■ **HOW TO COMPLETE THIS TASK**: Write out, exactly as they stand, the line containing "#[derive(Debug)]" and all subsequent lines up to and including the final line of the records.
== SUPPLIED DATA
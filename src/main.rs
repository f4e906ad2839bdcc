use std::env;

use actix_web::{middleware, web, App, HttpServer};
use anyhow::Result;
use tracing_subscriber::EnvFilter;

use studio_docs::api::{configure_routes, ApiState, AppConfig};

#[actix_web::main]
async fn main() -> Result<()> {
    // Load environment variables
    dotenv::dotenv().ok();

    // Initialize logging
    tracing_subscriber::fmt()
        .with_env_filter(
            EnvFilter::try_from_default_env().unwrap_or_else(|_| EnvFilter::new("info")),
        )
        .init();

    tracing::info!("Starting studio document service");

    // Load configuration
    let config = load_config()?;
    let max_payload = config.max_payload_bytes;

    // Initialize application state
    let state = web::Data::new(ApiState::new(config)?);

    // Get server settings
    let host = env::var("HOST").unwrap_or_else(|_| "0.0.0.0".to_string());
    let port = env::var("PORT").unwrap_or_else(|_| "8080".to_string()).parse::<u16>()?;

    tracing::info!("Listening on {}:{}", host, port);

    // Start HTTP server
    HttpServer::new(move || {
        App::new()
            .app_data(state.clone())
            .app_data(web::JsonConfig::default().limit(max_payload))
            .wrap(middleware::Logger::default())
            .wrap(middleware::NormalizePath::trim())
            .configure(configure_routes)
    })
    .bind((host.as_str(), port))?
    .run()
    .await?;

    Ok(())
}

fn load_config() -> Result<AppConfig> {
    let defaults = AppConfig::default();
    let config = AppConfig {
        max_payload_bytes: env::var("MAX_PAYLOAD_BYTES")
            .unwrap_or_else(|_| defaults.max_payload_bytes.to_string())
            .parse()?,
        fetch_timeout_ms: env::var("IMAGE_FETCH_TIMEOUT_MS")
            .unwrap_or_else(|_| defaults.fetch_timeout_ms.to_string())
            .parse()?,
    };
    Ok(config)
}
use actix_web::{error::ResponseError, http::StatusCode, HttpResponse};
use std::fmt;

use crate::core::EngineError;

/// HTTP-facing error: a message and the status it maps to. Input problems
/// are the caller's fault (422), everything else is ours (500).
#[derive(Debug)]
pub struct ApiError {
    message: String,
    status_code: StatusCode,
}

impl ApiError {
    pub fn new(message: impl Into<String>, status_code: StatusCode) -> Self {
        ApiError { message: message.into(), status_code }
    }

    pub fn unprocessable_entity(message: impl Into<String>) -> Self {
        Self::new(message, StatusCode::UNPROCESSABLE_ENTITY)
    }

    pub fn internal_server_error(message: impl Into<String>) -> Self {
        Self::new(message, StatusCode::INTERNAL_SERVER_ERROR)
    }
}

impl fmt::Display for ApiError {
    fn fmt(&self, f: &mut fmt::Formatter<'_>) -> fmt::Result {
        write!(f, "{}", self.message)
    }
}

impl ResponseError for ApiError {
    fn error_response(&self) -> HttpResponse {
        HttpResponse::build(self.status_code).json(serde_json::json!({
            "error": self.message,
            "status": self.status_code.as_u16()
        }))
    }

    fn status_code(&self) -> StatusCode {
        self.status_code
    }
}

impl From<EngineError> for ApiError {
    fn from(err: EngineError) -> Self {
        if err.is_input_error() {
            ApiError::unprocessable_entity(err.to_string())
        } else {
            ApiError::internal_server_error(err.to_string())
        }
    }
}

pub type ApiResult<T> = Result<T, ApiError>;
====
■ **RESULT OF THE TASK**:
#[derive(Debug)]
pub struct ApiError {
    message: String,
    status_code: StatusCode,
}

impl ApiError {
    pub fn new(message: impl Into<String>, status_code: StatusCode) -> Self {
        ApiError { message: message.into(), status_code }
    }

    pub fn unprocessable_entity(message: impl Into<String>) -> Self {
        Self::new(message, StatusCode::UNPROCESSABLE_ENTITY)
    }

    pub fn internal_server_error(message: impl Into<String>) -> Self {
        Self::new(message, StatusCode::INTERNAL_SERVER_ERROR)
    }
}

impl fmt::Display for ApiError {
    fn fmt(&self, f: &mut fmt::Formatter<'_>) -> fmt::Result {
        write!(f, "{}", self.message)
    }
}

impl ResponseError for ApiError {
    fn error_response(&self) -> HttpResponse {
        HttpResponse::build(self.status_code).json(serde_json::json!({
            "error": self.message,
            "status": self.status_code.as_u16()
        }))
    }

    fn status_code(&self) -> StatusCode {
        self.status_code
    }
}

impl From<EngineError> for ApiError {
    fn from(err: EngineError) -> Self {
        if err.is_input_error() {
            ApiError::unprocessable_entity(err.to_string())
        } else {
            ApiError::internal_server_error(err.to_string())
        }
    }
}

pub type ApiResult<T> = Result<T, ApiError>;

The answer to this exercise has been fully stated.